SOURCE MATERIAL:

----------

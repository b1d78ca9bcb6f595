//! Chunk border geometry.
//!
//! A border is a closed loop of columns walked along the four edges of a
//! chunk. The vertical position of a drawn border follows the viewer and is
//! refreshed every redraw, the columns never change.

use crate::{
    entity::chunk::{
        Chunk,
        CHUNK_SIZE,
    },
    math::{
        Vec2I32,
        Vec3F32,
    },
    particle::{
        Particle,
        ParticleKind,
    },
};
use thiserror::Error;

#[derive(Error, PartialEq, Eq, Debug)]
pub enum BorderError {
    #[error("invalid step(={step}) for chunk {chunk} remainder: {remainder}")]
    InvalidStep {
        step: i32,
        chunk: Chunk,
        remainder: i32,
    },
    #[error("chunk {chunk} is outside of the block coordinate range")]
    OutOfRange { chunk: Chunk },
}

/// Whether columns spaced by `step` land exactly on both corners of a chunk edge.
pub fn is_valid_step(step: i32) -> bool {
    step > 0 && step <= CHUNK_SIZE && CHUNK_SIZE % step == 0
}

/// Columns along the chunk edges, starting at the minimal corner.
///
/// Yields exactly `4 * (16 / step)` distinct columns with every corner visited once.
pub fn border_columns(chunk: Chunk, step: i32) -> Result<Vec<Vec2I32>, BorderError> {
    if !is_valid_step(step) {
        return Err(BorderError::InvalidStep {
            step,
            chunk,
            remainder: if step > 0 { CHUNK_SIZE % step } else { 0 },
        });
    }

    let ((min_x, min_z), (end_x, end_z)) = chunk
        .min_block()
        .zip(chunk.end_block())
        .ok_or(BorderError::OutOfRange { chunk })?;

    let mut columns = Vec::with_capacity((4 * CHUNK_SIZE / step) as usize);

    // (min_x, min_z) -> (end_x, min_z)
    for x in (min_x ..= end_x).step_by(step as usize) {
        columns.push(Vec2I32::new([x, min_z]));
    }

    // (end_x, min_z) -> (end_x, end_z)
    for z in (min_z + step ..= end_z).step_by(step as usize) {
        columns.push(Vec2I32::new([end_x, z]));
    }

    // (end_x, end_z) -> (min_x, end_z)
    for x in (min_x ..= end_x - step).rev().step_by(step as usize) {
        columns.push(Vec2I32::new([x, end_z]));
    }

    // (min_x, end_z) -> (min_x, min_z), the starting corner is already there
    for z in (min_z + step ..= end_z - step).rev().step_by(step as usize) {
        columns.push(Vec2I32::new([min_x, z]));
    }

    Ok(columns)
}

/// Particles outlining one chunk.
///
/// Kind and horizontal positions are fixed on creation,
/// only the height is picked when drawing with [`Brush::at_heights`].
#[derive(Clone, Debug)]
pub struct Brush {
    chunk: Chunk,
    particles: Vec<Particle>,
}

impl Brush {
    pub fn new(chunk: Chunk, step: i32, y: f32, kind: ParticleKind) -> Result<Self, BorderError> {
        let particles = border_columns(chunk, step)?
            .into_iter()
            .map(|column| {
                Particle {
                    position: Vec3F32::new([column[0] as f32, y, column[1] as f32]),
                    kind,
                }
            })
            .collect();

        Ok(Self { chunk, particles })
    }

    pub fn chunk(&self) -> Chunk {
        self.chunk
    }

    pub fn len(&self) -> usize {
        self.particles.len()
    }

    pub fn is_empty(&self) -> bool {
        self.particles.is_empty()
    }

    /// Every particle repeated at each of the given heights, column by column.
    pub fn at_heights<'a>(&'a self, heights: &'a [f32]) -> impl Iterator<Item = Particle> + 'a {
        self.particles.iter().flat_map(move |particle| {
            heights.iter().map(move |y| {
                let mut particle = *particle;
                particle.position[1] = *y;
                particle
            })
        })
    }

    pub fn particles(&self) -> &[Particle] {
        &self.particles
    }
}

/// Several copies of a border stacked around the viewer's height.
#[derive(Clone, Copy, Debug)]
pub struct VerticalFan {
    pub levels: u32,
    pub margin: f32,
}

impl VerticalFan {
    /// Lowest level, never below zero.
    pub fn base(&self, y: f32) -> f32 {
        (y - self.half_levels() * self.margin).max(0.0)
    }

    /// Number of levels drawn per redraw.
    pub fn count(&self) -> usize {
        if self.margin <= 0.0 {
            return 0;
        }

        let span = self.levels as f32 + self.half_levels() * self.margin;

        (span / self.margin).floor() as usize + 1
    }

    /// Heights to draw at for a viewer standing at `y`.
    pub fn heights(&self, y: f32) -> impl Iterator<Item = f32> {
        let base = self.base(y);
        let margin = self.margin;

        (0 .. self.count()).map(move |level| base + level as f32 * margin + margin / 2.0 + 0.5)
    }

    fn half_levels(&self) -> f32 {
        self.levels as f32 / 2.0
    }
}

#[cfg(test)]
mod tests {
    use super::*;
    use std::collections::HashSet;

    #[test]
    fn test_point_count() {
        for step in [1, 2, 4, 8, 16] {
            for chunk in [Chunk::new(0, 0), Chunk::new(-3, 7), Chunk::new(100, -100)] {
                let columns = border_columns(chunk, step).unwrap();
                assert_eq!(columns.len(), 4 * (16 / step) as usize, "step {}", step);

                let unique: HashSet<_> = columns.iter().copied().collect();
                assert_eq!(unique.len(), columns.len(), "step {}", step);
            }
        }
    }

    #[test]
    fn test_on_edges() {
        let chunk = Chunk::new(-1, 2);
        let (min_x, min_z) = chunk.min_block().unwrap();
        let (end_x, end_z) = chunk.end_block().unwrap();

        for column in border_columns(chunk, 4).unwrap() {
            let (x, z) = (column[0], column[1]);
            assert!(x >= min_x && x <= end_x && z >= min_z && z <= end_z);
            assert!(x == min_x || x == end_x || z == min_z || z == end_z);
        }
    }

    #[test]
    fn test_closed_loop() {
        let columns = border_columns(Chunk::new(1, 1), 2).unwrap();

        // Each column is one step away from the next one, including the wrap-around.
        for (i, a) in columns.iter().enumerate() {
            let b = columns[(i + 1) % columns.len()];
            let distance = (a[0] - b[0]).abs() + (a[1] - b[1]).abs();
            assert_eq!(distance, 2, "between {:?} and {:?}", a, b);
        }
    }

    #[test]
    fn test_origin_step_2() {
        let columns = border_columns(Chunk::new(0, 0), 2).unwrap();

        assert_eq!(columns.len(), 32);
        assert_eq!(columns[0], Vec2I32::new([0, 0]));
        assert_eq!(columns[8], Vec2I32::new([16, 0]));
        assert_eq!(columns[16], Vec2I32::new([16, 16]));
        assert_eq!(columns[24], Vec2I32::new([0, 16]));
        assert_eq!(columns[31], Vec2I32::new([0, 2]));

        let bottom: Vec<i32> = columns[.. 9].iter().map(|c| c[0]).collect();
        assert_eq!(bottom, vec![0, 2, 4, 6, 8, 10, 12, 14, 16]);
    }

    #[test]
    fn test_whole_chunk_step() {
        let columns = border_columns(Chunk::new(0, 0), 16).unwrap();
        assert_eq!(
            columns,
            vec![
                Vec2I32::new([0, 0]),
                Vec2I32::new([16, 0]),
                Vec2I32::new([16, 16]),
                Vec2I32::new([0, 16]),
            ]
        );
    }

    #[test]
    fn test_invalid_step() {
        for step in [3, 5, 6, 7, 0, -2, 32] {
            assert!(border_columns(Chunk::new(0, 0), step).is_err(), "step {}", step);
        }

        assert_eq!(
            border_columns(Chunk::new(2, 3), 3),
            Err(BorderError::InvalidStep {
                step: 3,
                chunk: Chunk::new(2, 3),
                remainder: 1,
            })
        );
    }

    #[test]
    fn test_coordinate_limits() {
        for chunk in [
            Chunk::new(i32::MAX, 0),
            Chunk::new(0, i32::MAX),
            Chunk::new(i32::MIN, 0),
            Chunk::new(0, i32::MIN),
            Chunk::new(134_217_727, 0),
        ] {
            assert_eq!(
                border_columns(chunk, 2),
                Err(BorderError::OutOfRange { chunk })
            );
        }

        // Extreme chunks whose corners still fit are drawn normally.
        for chunk in [Chunk::new(134_217_726, 0), Chunk::new(-134_217_728, 0)] {
            let columns = border_columns(chunk, 2).unwrap();
            assert_eq!(columns.len(), 32);
            assert_eq!(columns[0][0], chunk.min_block().unwrap().0);
        }
    }

    #[test]
    fn test_brush_at_heights() {
        let brush = Brush::new(Chunk::new(0, 0), 4, 64.8, ParticleKind::Plain).unwrap();
        assert_eq!(brush.len(), 16);
        assert!(brush.particles().iter().all(|p| p.position[1] == 64.8));
        assert_eq!(brush.particles()[4].position[0], 16.0);

        let drawn: Vec<_> = brush.at_heights(&[10.0, 20.0]).collect();
        assert_eq!(drawn.len(), 32);
        assert_eq!(<[f32; 3]>::from(drawn[0].position), [0.0, 10.0, 0.0]);
        assert_eq!(<[f32; 3]>::from(drawn[1].position), [0.0, 20.0, 0.0]);
        assert_eq!(<[f32; 3]>::from(drawn[2].position), [4.0, 10.0, 0.0]);

        // Drawing does not move the brush itself.
        assert!(brush.particles().iter().all(|p| p.position[1] == 64.8));
    }

    #[test]
    fn test_fan() {
        let fan = VerticalFan {
            levels: 4,
            margin: 5.0,
        };

        assert_eq!(fan.count(), 3);
        assert_eq!(fan.heights(64.0).collect::<Vec<_>>(), vec![57.0, 62.0, 67.0]);
    }

    #[test]
    fn test_fan_floor() {
        let fan = VerticalFan {
            levels: 4,
            margin: 5.0,
        };

        assert_eq!(fan.base(3.0), 0.0);
        assert_eq!(fan.heights(-20.0).next(), Some(3.0));
    }

    #[test]
    fn test_fan_zero_margin() {
        let fan = VerticalFan {
            levels: 4,
            margin: 0.0,
        };

        assert_eq!(fan.heights(64.0).count(), 0);
    }
}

----------

Go through the material and copy every line in which the word "InvalidStep" occurs.

REPLY:
    InvalidStep {
        return Err(BorderError::InvalidStep {
            Err(BorderError::InvalidStep {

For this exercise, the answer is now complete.